To economise on their maintenance at court, and to prevent the queen (to whom a large, allied brood would give comfort) from having too much influence, the last four of the princesses were raised far from the court, at Poitou in the
Fontevraud Abbey from 1738 to 1750, where they passed their formative years before returning to Versailles. Madame Thérèse did not return to Versailles, and Madame Louise came back, but was very strongly influenced by the monastic life, to which she later returned at Carmel de Saint-Denis.

The king kept the eldest one at his side; he was attached to her and separation made him very sad.
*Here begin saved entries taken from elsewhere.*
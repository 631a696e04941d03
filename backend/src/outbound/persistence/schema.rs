//! Diesel table definitions for the PostgreSQL schema.
//!
//! These definitions must match the deployed migrations exactly; migrations
//! themselves are applied by the deployment tooling, in filename order, each
//! recorded once in `_migrations`.

diesel::table! {
    /// Registered accounts for passengers, drivers and admins.
    users (id) {
        id -> Uuid,
        email -> Varchar,
        role -> Varchar,
        status -> Varchar,
        password_hash -> Varchar,
        attrs -> Jsonb,
        created_at -> Timestamptz,
        updated_at -> Timestamptz,
    }
}

diesel::table! {
    /// One-to-one driver extension of `users`.
    drivers (id) {
        id -> Uuid,
        license_number -> Varchar,
        vehicle_type -> Varchar,
        vehicle_attrs -> Jsonb,
        rating -> Float8,
        total_rides -> Int4,
        total_earnings -> Float8,
        status -> Varchar,
        is_verified -> Bool,
        created_at -> Timestamptz,
        updated_at -> Timestamptz,
    }
}

diesel::table! {
    /// One row per driver online period; `ended_at` is null while online.
    driver_sessions (id) {
        id -> Uuid,
        driver_id -> Uuid,
        started_at -> Timestamptz,
        ended_at -> Nullable<Timestamptz>,
        total_rides -> Int4,
        total_earnings -> Float8,
    }
}

diesel::table! {
    /// Geotagged points; ride endpoints carry the estimate attachments.
    coordinates (id) {
        id -> Uuid,
        entity_id -> Uuid,
        entity_type -> Varchar,
        address -> Varchar,
        latitude -> Float8,
        longitude -> Float8,
        fare_amount -> Nullable<Float8>,
        distance_km -> Nullable<Float8>,
        duration_minutes -> Nullable<Int4>,
        is_current -> Bool,
        created_at -> Timestamptz,
        updated_at -> Timestamptz,
    }
}

diesel::table! {
    /// The ride aggregate.
    rides (id) {
        id -> Uuid,
        ride_number -> Varchar,
        passenger_id -> Uuid,
        driver_id -> Nullable<Uuid>,
        vehicle_type -> Varchar,
        status -> Varchar,
        priority -> Int4,
        requested_at -> Timestamptz,
        matched_at -> Nullable<Timestamptz>,
        arrived_at -> Nullable<Timestamptz>,
        started_at -> Nullable<Timestamptz>,
        completed_at -> Nullable<Timestamptz>,
        cancelled_at -> Nullable<Timestamptz>,
        cancellation_reason -> Nullable<Text>,
        estimated_fare -> Nullable<Float8>,
        final_fare -> Nullable<Float8>,
        pickup_coordinate_id -> Nullable<Uuid>,
        destination_coordinate_id -> Nullable<Uuid>,
        created_at -> Timestamptz,
        updated_at -> Timestamptz,
    }
}

diesel::table! {
    /// Append-only audit log per ride.
    ride_events (id) {
        id -> Uuid,
        ride_id -> Uuid,
        event_type -> Varchar,
        event_data -> Jsonb,
        created_at -> Timestamptz,
    }
}

diesel::table! {
    /// Append-only per-driver location trail.
    location_history (id) {
        id -> Uuid,
        coordinate_id -> Nullable<Uuid>,
        driver_id -> Uuid,
        ride_id -> Nullable<Uuid>,
        latitude -> Float8,
        longitude -> Float8,
        accuracy_meters -> Nullable<Float8>,
        speed_kmh -> Nullable<Float8>,
        heading_degrees -> Nullable<Float8>,
        recorded_at -> Timestamptz,
    }
}

diesel::joinable!(drivers -> users (id));
diesel::joinable!(driver_sessions -> drivers (driver_id));
diesel::joinable!(ride_events -> rides (ride_id));

diesel::allow_tables_to_appear_in_same_query!(
    users,
    drivers,
    driver_sessions,
    coordinates,
    rides,
    ride_events,
    location_history,
);
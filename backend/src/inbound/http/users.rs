//! Registration, login and token refresh handlers.
//!
//! ```text
//! POST /register
//! POST /login
//! POST /refresh
//! ```

use std::str::FromStr;

use actix_web::{post, web, HttpResponse};
use serde::{Deserialize, Serialize};
use utoipa::ToSchema;

use crate::domain::auth::Registration;
use crate::domain::{Error, Role, VehicleType};

use super::error::ApiResult;
use super::state::HttpState;

/// Registration request body. Driver fields are required when `role` is
/// `DRIVER` and ignored otherwise.
#[derive(Debug, Deserialize, Serialize, ToSchema)]
pub struct RegisterRequestBody {
    pub email: String,
    pub password: String,
    pub name: String,
    #[serde(default)]
    pub phone: Option<String>,
    #[schema(example = "PASSENGER")]
    pub role: String,
    #[serde(default)]
    pub license_number: Option<String>,
    #[serde(default)]
    pub vehicle_type: Option<String>,
    #[serde(default)]
    pub vehicle_attrs: Option<serde_json::Value>,
}

#[derive(Debug, Serialize, ToSchema)]
pub struct RegisterResponseBody {
    #[schema(format = "uuid")]
    pub user_id: String,
    pub email: String,
    pub role: String,
    #[schema(format = "date-time")]
    pub created_at: String,
}

#[derive(Debug, Deserialize, Serialize, ToSchema)]
pub struct LoginRequestBody {
    pub email: String,
    pub password: String,
}

#[derive(Debug, Serialize, ToSchema)]
pub struct TokenPairBody {
    pub access_token: String,
    pub refresh_token: String,
}

#[derive(Debug, Deserialize, Serialize, ToSchema)]
pub struct RefreshRequestBody {
    pub refresh_token: String,
}

/// Create an account.
#[utoipa::path(
    post,
    path = "/register",
    request_body = RegisterRequestBody,
    responses(
        (status = 201, description = "Account created", body = RegisterResponseBody),
        (status = 400, description = "Validation failure"),
        (status = 409, description = "Email already registered")
    ),
    tags = ["auth"]
)]
#[post("/register")]
pub async fn register(
    state: web::Data<HttpState>,
    body: web::Json<RegisterRequestBody>,
) -> ApiResult<HttpResponse> {
    let body = body.into_inner();
    let role = Role::from_str(&body.role)
        .map_err(|_| Error::invalid_request(format!("invalid role: {}", body.role)))?;
    let vehicle_type = body
        .vehicle_type
        .as_deref()
        .map(|raw| {
            VehicleType::from_str(raw)
                .map_err(|_| Error::invalid_request(format!("invalid vehicle_type: {raw}")))
        })
        .transpose()?;

    let user = state
        .auth
        .register(Registration {
            email: body.email,
            password: body.password,
            name: body.name,
            phone: body.phone,
            role,
            license_number: body.license_number,
            vehicle_type,
            vehicle_attrs: body.vehicle_attrs,
        })
        .await?;

    Ok(HttpResponse::Created().json(RegisterResponseBody {
        user_id: user.id.to_string(),
        email: user.email,
        role: user.role.to_string(),
        created_at: user.created_at.to_rfc3339(),
    }))
}

/// Exchange credentials for an access/refresh token pair.
#[utoipa::path(
    post,
    path = "/login",
    request_body = LoginRequestBody,
    responses(
        (status = 200, description = "Authenticated", body = TokenPairBody),
        (status = 401, description = "Unknown email or wrong password")
    ),
    tags = ["auth"]
)]
#[post("/login")]
pub async fn login(
    state: web::Data<HttpState>,
    body: web::Json<LoginRequestBody>,
) -> ApiResult<HttpResponse> {
    let (_user, pair) = state.auth.login(&body.email, &body.password).await?;
    Ok(HttpResponse::Ok().json(TokenPairBody {
        access_token: pair.access_token,
        refresh_token: pair.refresh_token,
    }))
}

/// Rotate a refresh token into a fresh pair.
#[utoipa::path(
    post,
    path = "/refresh",
    request_body = RefreshRequestBody,
    responses(
        (status = 200, description = "Tokens rotated", body = TokenPairBody),
        (status = 401, description = "Invalid or non-refresh token")
    ),
    tags = ["auth"]
)]
#[post("/refresh")]
pub async fn refresh(
    state: web::Data<HttpState>,
    body: web::Json<RefreshRequestBody>,
) -> ApiResult<HttpResponse> {
    let pair = state.auth.refresh(&body.refresh_token)?;
    Ok(HttpResponse::Ok().json(TokenPairBody {
        access_token: pair.access_token,
        refresh_token: pair.refresh_token,
    }))
}
//! Process-wide registry of live WebSocket sessions.
//!
//! Sessions register under `driver_<id>` / `passenger_<id>` and receive
//! outbound frames through their actor mailbox. Delivery is non-blocking:
//! a client whose mailbox is full is dropped from the registry, the message
//! pipeline never stalls on one slow consumer.
//!
//! Traffic in the other direction (frames read from clients) flows into
//! three bounded channels drained by the coordinators.

use std::collections::HashMap;
use std::sync::{Arc, PoisonError, RwLock};

use actix::prelude::{Message, Recipient, SendError};
use tokio::sync::mpsc;
use tracing::{debug, warn};

use crate::domain::messages::{DriverLocationPing, PassengerInfoMessage, RideOfferResponse};
use crate::domain::ports::ClientPush;

/// Capacity of each outbound channel towards the coordinators. A full
/// channel suspends the sending session only.
const OUTBOUND_CHANNEL_CAPACITY: usize = 100;

/// One text frame bound for a client session.
#[derive(Message)]
#[rtype(result = "()")]
pub struct OutboundFrame(pub String);

/// Receivers drained by the coordinator forward loops.
pub struct HubStreams {
    pub driver_responses: mpsc::Receiver<RideOfferResponse>,
    pub passenger_info: mpsc::Receiver<PassengerInfoMessage>,
    pub location_updates: mpsc::Receiver<DriverLocationPing>,
}

pub struct SessionHub {
    clients: RwLock<HashMap<String, Recipient<OutboundFrame>>>,
    driver_responses: mpsc::Sender<RideOfferResponse>,
    passenger_info: mpsc::Sender<PassengerInfoMessage>,
    location_updates: mpsc::Sender<DriverLocationPing>,
}

impl SessionHub {
    /// Create the hub and the channel ends the coordinators consume.
    pub fn new() -> (Arc<Self>, HubStreams) {
        let (driver_tx, driver_rx) = mpsc::channel(OUTBOUND_CHANNEL_CAPACITY);
        let (passenger_tx, passenger_rx) = mpsc::channel(OUTBOUND_CHANNEL_CAPACITY);
        let (location_tx, location_rx) = mpsc::channel(OUTBOUND_CHANNEL_CAPACITY);

        let hub = Arc::new(Self {
            clients: RwLock::new(HashMap::new()),
            driver_responses: driver_tx,
            passenger_info: passenger_tx,
            location_updates: location_tx,
        });
        let streams = HubStreams {
            driver_responses: driver_rx,
            passenger_info: passenger_rx,
            location_updates: location_rx,
        };
        (hub, streams)
    }

    pub fn register(&self, client_id: String, recipient: Recipient<OutboundFrame>) {
        debug!(client_id = %client_id, "session registered");
        self.write_clients().insert(client_id, recipient);
    }

    pub fn unregister(&self, client_id: &str) {
        if self.write_clients().remove(client_id).is_some() {
            debug!(client_id = %client_id, "session unregistered");
        }
    }

    pub fn connected(&self) -> usize {
        self.read_clients().len()
    }

    pub fn driver_response_sender(&self) -> mpsc::Sender<RideOfferResponse> {
        self.driver_responses.clone()
    }

    pub fn passenger_info_sender(&self) -> mpsc::Sender<PassengerInfoMessage> {
        self.passenger_info.clone()
    }

    pub fn location_update_sender(&self) -> mpsc::Sender<DriverLocationPing> {
        self.location_updates.clone()
    }

    fn read_clients(
        &self,
    ) -> std::sync::RwLockReadGuard<'_, HashMap<String, Recipient<OutboundFrame>>> {
        self.clients.read().unwrap_or_else(PoisonError::into_inner)
    }

    fn write_clients(
        &self,
    ) -> std::sync::RwLockWriteGuard<'_, HashMap<String, Recipient<OutboundFrame>>> {
        self.clients.write().unwrap_or_else(PoisonError::into_inner)
    }

    fn drop_slow_client(&self, client_id: &str) {
        warn!(client_id = %client_id, "send buffer full, dropping client");
        self.unregister(client_id);
    }
}

impl ClientPush for SessionHub {
    fn send_to_client(&self, client_id: &str, payload: &str) -> bool {
        let recipient = match self.read_clients().get(client_id) {
            Some(recipient) => recipient.clone(),
            None => return false,
        };

        match recipient.try_send(OutboundFrame(payload.to_string())) {
            Ok(()) => true,
            Err(SendError::Full(_)) => {
                self.drop_slow_client(client_id);
                false
            }
            Err(SendError::Closed(_)) => {
                self.unregister(client_id);
                false
            }
        }
    }

    fn broadcast_ride_offer(&self, payload: &str) -> usize {
        let drivers: Vec<(String, Recipient<OutboundFrame>)> = self
            .read_clients()
            .iter()
            .filter(|(id, _)| id.starts_with("driver_"))
            .map(|(id, recipient)| (id.clone(), recipient.clone()))
            .collect();

        let mut reached = 0;
        for (client_id, recipient) in drivers {
            match recipient.try_send(OutboundFrame(payload.to_string())) {
                Ok(()) => reached += 1,
                Err(SendError::Full(_)) => self.drop_slow_client(&client_id),
                Err(SendError::Closed(_)) => self.unregister(&client_id),
            }
        }
        reached
    }
}

#[cfg(test)]
mod tests {
    use super::*;
    use actix::prelude::{Actor, Context, Handler};
    use rstest::rstest;
    use std::sync::atomic::{AtomicUsize, Ordering};

    static RECEIVED: AtomicUsize = AtomicUsize::new(0);

    struct Sink;

    impl Actor for Sink {
        type Context = Context<Self>;
    }

    impl Handler<OutboundFrame> for Sink {
        type Result = ();

        fn handle(&mut self, _msg: OutboundFrame, _ctx: &mut Context<Self>) {
            RECEIVED.fetch_add(1, Ordering::SeqCst);
        }
    }

    #[rstest]
    #[actix_rt::test]
    async fn broadcast_reaches_only_driver_sessions() {
        let (hub, _streams) = SessionHub::new();
        let driver = Sink.start();
        let passenger = Sink.start();
        hub.register("driver_a".into(), driver.recipient());
        hub.register("passenger_b".into(), passenger.recipient());

        let reached = hub.broadcast_ride_offer("{\"ride_id\":\"r-1\"}");
        assert_eq!(reached, 1);
    }

    #[rstest]
    #[actix_rt::test]
    async fn sends_to_missing_clients_report_failure() {
        let (hub, _streams) = SessionHub::new();
        assert!(!hub.send_to_client("driver_missing", "{}"));
    }

    #[rstest]
    #[actix_rt::test]
    async fn unregister_removes_the_session() {
        let (hub, _streams) = SessionHub::new();
        let sink = Sink.start();
        hub.register("driver_a".into(), sink.recipient());
        assert_eq!(hub.connected(), 1);

        hub.unregister("driver_a");
        assert_eq!(hub.connected(), 0);
        assert!(!hub.send_to_client("driver_a", "{}"));
    }
}
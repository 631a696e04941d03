//! WebSocket adapter: session actors, the hub registry and wire frames.

pub mod hub;
pub mod messages;
pub mod session;

use std::sync::Arc;

use actix_web::{get, web, HttpRequest, HttpResponse};
use actix_web_actors::ws as actix_ws;

use crate::domain::auth::JwtManager;

pub use hub::{HubStreams, SessionHub};
pub use session::{SessionRole, WsSession};

/// Dependencies shared by every WebSocket connection.
#[derive(Clone)]
pub struct WsState {
    hub: Arc<SessionHub>,
    jwt: JwtManager,
}

impl WsState {
    pub fn new(hub: Arc<SessionHub>, jwt: JwtManager) -> Self {
        Self { hub, jwt }
    }
}

/// Driver connection entry. Authentication happens in-band via the first
/// frame, so the route itself is open.
#[get("/ws/drivers/{tail:.*}")]
pub async fn driver_entry(
    req: HttpRequest,
    stream: web::Payload,
    state: web::Data<WsState>,
) -> Result<HttpResponse, actix_web::Error> {
    actix_ws::start(
        WsSession::new(state.hub.clone(), state.jwt.clone(), SessionRole::Driver),
        &req,
        stream,
    )
}

/// Passenger connection entry.
#[get("/ws/passengers/{tail:.*}")]
pub async fn passenger_entry(
    req: HttpRequest,
    stream: web::Payload,
    state: web::Data<WsState>,
) -> Result<HttpResponse, actix_web::Error> {
    actix_ws::start(
        WsSession::new(state.hub.clone(), state.jwt.clone(), SessionRole::Passenger),
        &req,
        stream,
    )
}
Madame Adélaïde owed her maintenance at Versailles to her wishes and her successful request to remain near the king, whom she knew how to influence.

Mesdames, together with the Dauphin, sustained a long battle against the successive mistresses of their father, particularly Madame de Pompadour, who they called amongst themselves "Maman putain" (Mama Whore). Their support of the cause of the devout was permanent, and the reason, for their entire tenure at court, for their difficult relation with the king, who only consented very late to let them occupy apartments on the ground floor of the main building at Versailles, the apartments which today bear their name.

Among them, Madame Adélaïde was the one that exercised the most political role at the court, managing her sisters after the death of Madame Henriette in 1752, and intriguing unceasingly in favor of her brother and for the reestablishment of moral order at court.

Upon the accession to the throne of her nephew, she cherished the hope of exercising an influence over him but was soon forced to realize that he would not give her the role she wished. Pushed away from power bit by bit, and representing the old court against the new generation, she increasingly retired with her sisters to the Château de Bellevue, which had been constructed for Madame de Pompadour. They finally obtained it and passed most of the last decade of the ancien régime there.

After the days of October 1789, Adélaïde and Victoire retired to Bellevue, from whence they fled, ending up, after much wandering, in Italy, where they spent the remainder of their days.